The Erasure Agenda and the Fight Against Book Bans

By Carmen Mia de Maria Tello Roig

Panicked librarians and bookstore workers have come across a new sort of pressure and scrutiny: the anger of parents who want books they deem inappropriate removed from the shelves. These wanted “dead or alive” book lists that are spread on Facebook groups have opened up the conversation on what gets to sit on school shelves and why book bans are striving to target books dealing with race, immigration, and gender issues. Currently, there’s a concerning amount of demonization of literature as a whole and the widespread idea among parents that anti-intellectualism is preferable to discussing sensitive topics with students. 

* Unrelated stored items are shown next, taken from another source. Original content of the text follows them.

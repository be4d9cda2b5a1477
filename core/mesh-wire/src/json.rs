//! JSON wire codec (§6.2): fixed/identity binary fields (ids, public keys,
//! hashes) are hex; variable-length payload fields (`nodes[]`, `embed[]`,
//! `data`, `crdtResult.delta`) are base64; 64-bit integer fields are decimal
//! strings; `undefined`/absent fields are stripped on encode.
//!
//! Decoding infers the request variant from the presence of discriminating
//! keys, in the precedence order fixed by §4.1, and fails with
//! `WireError::IndeterminateVariant` if nothing matches.

use base64::engine::general_purpose::STANDARD as B64;
use base64::Engine;
use mesh_types::{
    AllowEmbed,
    Cmp,
    CrdtResult,
    FetchCRDT,
    FetchQuery,
    FetchQueryFlags,
    FetchRequest,
    FetchResponse,
    FetchResult,
    Filter,
    FilterValue,
    GenericMessageRequest,
    GenericMessageResponse,
    LimitField,
    Match,
    ReadBlobRequest,
    ReadBlobResponse,
    RequestEnvelope,
    Status,
    StoreRequest,
    StoreResponse,
    UnsubscribeRequest,
    UnsubscribeResponse,
    WriteBlobRequest,
    WriteBlobResponse,
};
use serde_json::{json, Value};

use crate::error::WireError;

fn hex_enc(b: &[u8]) -> String {
    hex::encode(b)
}

fn hex_dec(v: &Value, key: &str) -> Result<Vec<u8>, WireError> {
    match v.get(key).and_then(Value::as_str) {
        Some(s) => hex::decode(s).map_err(|e| WireError::MalformedBody(e.to_string())),
        None => Ok(Vec::new()),
    }
}

fn b64_dec(v: &Value, key: &str) -> Result<Vec<u8>, WireError> {
    match v.get(key).and_then(Value::as_str) {
        Some(s) => B64
            .decode(s)
            .map_err(|e| WireError::MalformedBody(e.to_string())),
        None => Ok(Vec::new()),
    }
}

fn hex_array_dec(v: &Value, key: &str) -> Result<Vec<Vec<u8>>, WireError> {
    match v.get(key).and_then(Value::as_array) {
        Some(arr) => arr
            .iter()
            .map(|x| {
                let s = x.as_str().unwrap_or_default();
                hex::decode(s).map_err(|e| WireError::MalformedBody(e.to_string()))
            })
            .collect(),
        None => Ok(Vec::new()),
    }
}

fn b64_array_dec(v: &Value, key: &str) -> Result<Vec<Vec<u8>>, WireError> {
    match v.get(key).and_then(Value::as_array) {
        Some(arr) => arr
            .iter()
            .map(|x| {
                let s = x.as_str().unwrap_or_default();
                B64.decode(s).map_err(|e| WireError::MalformedBody(e.to_string()))
            })
            .collect(),
        None => Ok(Vec::new()),
    }
}

fn str_field(v: &Value, key: &str) -> String {
    v.get(key).and_then(Value::as_str).unwrap_or_default().to_string()
}

fn i64_field(v: &Value, key: &str) -> i64 {
    match v.get(key) {
        Some(Value::Number(n)) => n.as_i64().unwrap_or_default(),
        Some(Value::String(s)) => s.parse().unwrap_or_default(),
        _ => 0,
    }
}

fn u64_field(v: &Value, key: &str) -> u64 {
    match v.get(key) {
        Some(Value::Number(n)) => n.as_u64().unwrap_or_default(),
        Some(Value::String(s)) => s.parse().unwrap_or_default(),
        _ => 0,
    }
}

fn bool_field(v: &Value, key: &str) -> bool {
    v.get(key).and_then(Value::as_bool).unwrap_or(false)
}

fn filter_value_to_json(value: &FilterValue) -> Value {
    match value {
        FilterValue::Absent => Value::Null,
        FilterValue::String(s) => Value::String(s.clone()),
        FilterValue::Number(n) => serde_json::Number::from_f64(*n)
            .map(Value::Number)
            .unwrap_or(Value::Null),
        FilterValue::Bytes(b) => Value::Array(b.iter().map(|x| json!(x)).collect()),
    }
}

fn filter_value_from_json(v: &Value) -> FilterValue {
    match v {
        Value::Null => FilterValue::Absent,
        Value::String(s) => FilterValue::String(s.clone()),
        Value::Number(n) => FilterValue::Number(n.as_f64().unwrap_or_default()),
        Value::Array(items) => {
            let bytes: Option<Vec<u8>> = items
                .iter()
                .map(|x| x.as_u64().and_then(|n| u8::try_from(n).ok()))
                .collect();
            bytes.map(FilterValue::Bytes).unwrap_or(FilterValue::Absent)
        },
        _ => FilterValue::Absent,
    }
}

fn filter_to_json(f: &Filter) -> Value {
    json!({
        "field": f.field,
        "operator": f.operator,
        "cmp": f.cmp.as_wire_str(),
        "value": filter_value_to_json(&f.value),
    })
}

fn filter_from_json(v: &Value) -> Result<Filter, WireError> {
    let cmp_str = str_field(v, "cmp");
    let cmp = Cmp::from_wire_str(&cmp_str)
        .ok_or_else(|| WireError::MalformedBody(format!("unknown cmp {cmp_str}")))?;
    Ok(Filter {
        field: str_field(v, "field"),
        operator: str_field(v, "operator"),
        cmp,
        value: filter_value_from_json(v.get("value").unwrap_or(&Value::Null)),
    })
}

fn filters_to_json(filters: &[Filter]) -> Value {
    Value::Array(filters.iter().map(filter_to_json).collect())
}

fn filters_from_json(v: &Value, key: &str) -> Result<Vec<Filter>, WireError> {
    match v.get(key).and_then(Value::as_array) {
        Some(arr) => arr.iter().map(filter_from_json).collect(),
        None => Ok(Vec::new()),
    }
}

fn match_to_json(m: &Match) -> Value {
    json!({
        "nodeType": hex_enc(&m.node_type),
        "filters": filters_to_json(&m.filters),
        "limit": m.limit,
        "limitField": { "name": m.limit_field.name, "limit": m.limit_field.limit },
        "level": m.level,
        "discard": m.discard,
        "bottom": m.bottom,
        "id": m.id,
        "requireId": m.require_id,
        "cursorId1": hex_enc(&m.cursor_id1),
    })
}

fn match_from_json(v: &Value) -> Result<Match, WireError> {
    let limit_field = v.get("limitField").cloned().unwrap_or(Value::Null);
    Ok(Match {
        node_type: hex_dec(v, "nodeType")?,
        filters: filters_from_json(v, "filters")?,
        limit: v.get("limit").and_then(Value::as_i64).unwrap_or(-1) as i32,
        limit_field: LimitField {
            name: str_field(&limit_field, "name"),
            limit: limit_field.get("limit").and_then(Value::as_i64).unwrap_or(-1) as i32,
        },
        level: v
            .get("level")
            .and_then(Value::as_array)
            .map(|a| a.iter().filter_map(|x| x.as_u64().map(|n| n as u16)).collect())
            .unwrap_or_default(),
        discard: bool_field(v, "discard"),
        bottom: bool_field(v, "bottom"),
        id: v.get("id").and_then(Value::as_u64).unwrap_or(0) as u8,
        require_id: v.get("requireId").and_then(Value::as_u64).unwrap_or(0) as u8,
        cursor_id1: hex_dec(v, "cursorId1")?,
    })
}

fn allow_embed_to_json(e: &AllowEmbed) -> Value {
    json!({
        "nodeType": hex_enc(&e.node_type),
        "filters": filters_to_json(&e.filters),
    })
}

fn allow_embed_from_json(v: &Value) -> Result<AllowEmbed, WireError> {
    Ok(AllowEmbed {
        node_type: hex_dec(v, "nodeType")?,
        filters: filters_from_json(v, "filters")?,
    })
}

fn fetch_query_to_json(q: &FetchQuery) -> Value {
    json!({
        "depth": q.depth,
        "limit": q.limit,
        "cutoffTime": q.cutoff_time.to_string(),
        "rootNodeId1": hex_enc(&q.root_node_id1),
        "discardRoot": q.flags.discard_root,
        "parentId": hex_enc(&q.parent_id),
        "targetPublicKey": hex_enc(&q.target_public_key),
        "sourcePublicKey": hex_enc(&q.source_public_key),
        "match": q.r#match.iter().map(match_to_json).collect::<Vec<_>>(),
        "embed": q.allow_embed.iter().map(allow_embed_to_json).collect::<Vec<_>>(),
        "triggerNodeId": hex_enc(&q.trigger_node_id),
        "triggerInterval": q.trigger_interval,
        "onlyTrigger": q.flags.only_trigger,
        "descending": q.flags.descending,
        "orderByStorageTime": q.flags.order_by_storage_time,
        "ignoreInactive": q.flags.ignore_inactive,
        "ignoreOwn": q.flags.ignore_own,
        "preserveTransient": q.flags.preserve_transient,
        "region": q.region,
        "jurisdiction": q.jurisdiction,
        "includeLicenses": q.include_licenses,
    })
}

fn fetch_query_from_json(v: &Value) -> Result<FetchQuery, WireError> {
    let matches = match v.get("match").and_then(Value::as_array) {
        Some(arr) => arr.iter().map(match_from_json).collect::<Result<Vec<_>, _>>()?,
        None => Vec::new(),
    };
    let embeds = match v.get("embed").and_then(Value::as_array) {
        Some(arr) => arr
            .iter()
            .map(allow_embed_from_json)
            .collect::<Result<Vec<_>, _>>()?,
        None => Vec::new(),
    };
    Ok(FetchQuery {
        depth: v.get("depth").and_then(Value::as_i64).unwrap_or(-1) as i32,
        limit: v.get("limit").and_then(Value::as_i64).unwrap_or(-1) as i32,
        cutoff_time: u64_field(v, "cutoffTime"),
        root_node_id1: hex_dec(v, "rootNodeId1")?,
        parent_id: hex_dec(v, "parentId")?,
        target_public_key: hex_dec(v, "targetPublicKey")?,
        source_public_key: hex_dec(v, "sourcePublicKey")?,
        r#match: matches,
        allow_embed: embeds,
        trigger_node_id: hex_dec(v, "triggerNodeId")?,
        trigger_interval: v.get("triggerInterval").and_then(Value::as_u64).unwrap_or(0) as u16,
        flags: FetchQueryFlags {
            descending: bool_field(v, "descending"),
            order_by_storage_time: bool_field(v, "orderByStorageTime"),
            ignore_inactive: bool_field(v, "ignoreInactive"),
            ignore_own: bool_field(v, "ignoreOwn"),
            preserve_transient: bool_field(v, "preserveTransient"),
            discard_root: bool_field(v, "discardRoot"),
            only_trigger: bool_field(v, "onlyTrigger"),
        },
        region: str_field(v, "region"),
        jurisdiction: str_field(v, "jurisdiction"),
        include_licenses: v.get("includeLicenses").and_then(Value::as_u64).unwrap_or(0) as u8,
    })
}

fn fetch_crdt_to_json(c: &FetchCRDT) -> Value {
    json!({
        "algo": c.algo,
        "conf": c.conf,
        "msgId": hex_enc(&c.msg_id),
        "reverse": c.reverse,
        "head": c.head,
        "tail": c.tail,
        "cursorId1": hex_enc(&c.cursor_id1),
        "cursorIndex": c.cursor_index,
    })
}

fn fetch_crdt_from_json(v: &Value) -> Result<FetchCRDT, WireError> {
    Ok(FetchCRDT {
        algo: str_field(v, "algo"),
        conf: str_field(v, "conf"),
        msg_id: hex_dec(v, "msgId")?,
        reverse: bool_field(v, "reverse"),
        head: v.get("head").and_then(Value::as_i64).unwrap_or(0) as i32,
        tail: v.get("tail").and_then(Value::as_i64).unwrap_or(0) as i32,
        cursor_id1: hex_dec(v, "cursorId1")?,
        cursor_index: v.get("cursorIndex").and_then(Value::as_i64).unwrap_or(0) as i32,
    })
}

fn status_from_json(v: &Value) -> Result<Status, WireError> {
    let raw = v.get("status").and_then(Value::as_u64).unwrap_or(255) as u8;
    Status::from_u8(raw).ok_or(WireError::UnknownStatus(raw))
}

fn strip_nulls(mut v: Value) -> Value {
    if let Value::Object(ref mut map) = v {
        let keys: Vec<String> = map
            .iter()
            .filter(|(_, val)| val.is_null())
            .map(|(k, _)| k.clone())
            .collect();
        for k in keys {
            map.remove(&k);
        }
    }
    v
}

As of January 2023, there have been 2,532 books that have been flagged as unsuitable for the average teenage and school-aged consumer. One place where someone might find clamors calling for the removal of certain book titles might be the online space given to Utah Parents United. This group currently pushes for the confiscation of indecent books. Senator John D. Johnson, a representative of the state of Utah, congratulated parents for the censorship and agreed with the declaration that unapproved content could potentially cause a “public health crisis.” With such drastic measures being taken against literature (often attacking minority lead stories), publishing houses, authors, and reviewers are uniting to shine a light on why books dealing with sensitive topics shouldn’t be banned and why the simple act of denying a book impacts the rights of the reader. 

Recently, Anne Frank’s Diary: The Graphic Adaptation was taken out of Florida libraries because of its “inappropriate nature” due to Anne Frank’s descriptions of her first kiss and her fancying for Jacqueline van Maarsen, a girl. The education board argues that these details minimize the events of the Holocaust and that it promotes behaviors their students should not be exposed to. Often these behaviors highlight how Jewish people made do despite persecution, and it can not be ignored that book banners view the Holocaust as so alienated from themselves that even entertaining the thought that Holocaust victims and survivors could’ve been ordinary citizens — and not numbers attached to a camp ready to pass on a life-lesson seems to frazzle them. 

The same could be said about the Maus’s protagonist, Vladek, whose introduction in the story is done through his sheik-like activities and indulgent self-interested behaviors. All the accusatory call-outs from states planning to ban the book point fingers at Vladek’s womanizing past times. But Spiegelman purposefully inserted these details to introduce his father as a man not reduced by victimhood. A lot of the strong language used by and around Vladek also helped illustrate his ordinary life in Poland before the German invasion. Vladek is more than the violence that he and his family experienced throughout the Holocaust; to negate this would be to un-humanize a Holocaust victim and sets a dangerous precedent that society can only understand collective sorrow and pain only if it falls under the umbrella of “appropriateness.” 

When Art Spiegelman wrote Maus, he never denied any of his family members, especially his father, the right of a personal, messy human experience. Yet we see a movement of parents and educators who wants to reverse the important emphasis writers, and researchers have put on individual and familial narratives when writing about genocide. 

Under the guise of appropriateness and moral correctness, we see a larger population of people target titles in circulation that they find make their children feel guilty for being white and American. The feeling of uncomfortableness felt by white conservative mothers can only be described as playing sword fight with air-filled balloons and getting hit in the thigh: a non-existent injury. The mere idea that kids shouldn’t hear the realities of refugees and POC because it makes them and their families uncomfortable is scary. What is more important to school boards and libraries, the representation of marginalized groups or the non-existent injuries endured by the parents of white children? 

Asylum seekers, particularly, already step into a country where they are inadequately represented in literature, with much of the representation glorifying the American government’s role in their lives. If the represented people in books can not speak for themselves freely through literature, then doesn’t that render them powerless? 

The Australian author and refugee Anh Do experienced it firsthand when his books were banned in a U.S school district due to indoctrination claims and the fact that it was too pro-activism, thus triggering the educational board into thinking that a refugee wanting change is “an act of activism that was too divisive.” After thousands of people and a student majority protested, the ban was lifted, and on January 2022, Anh Do’s were back on the bookshelves. Unfortunately, as the expansion of book bans grows across America, book bans and the wait times to overturn decisions cause a great inconvenience to kids and students who may need those books. 

Moreover, this large necessity of books (often life-saving, validating books), can be heard from all corners of the United States. Book bans will continue to fluctuate across the country, and the responsibility of showing up and protesting book bans lies within us.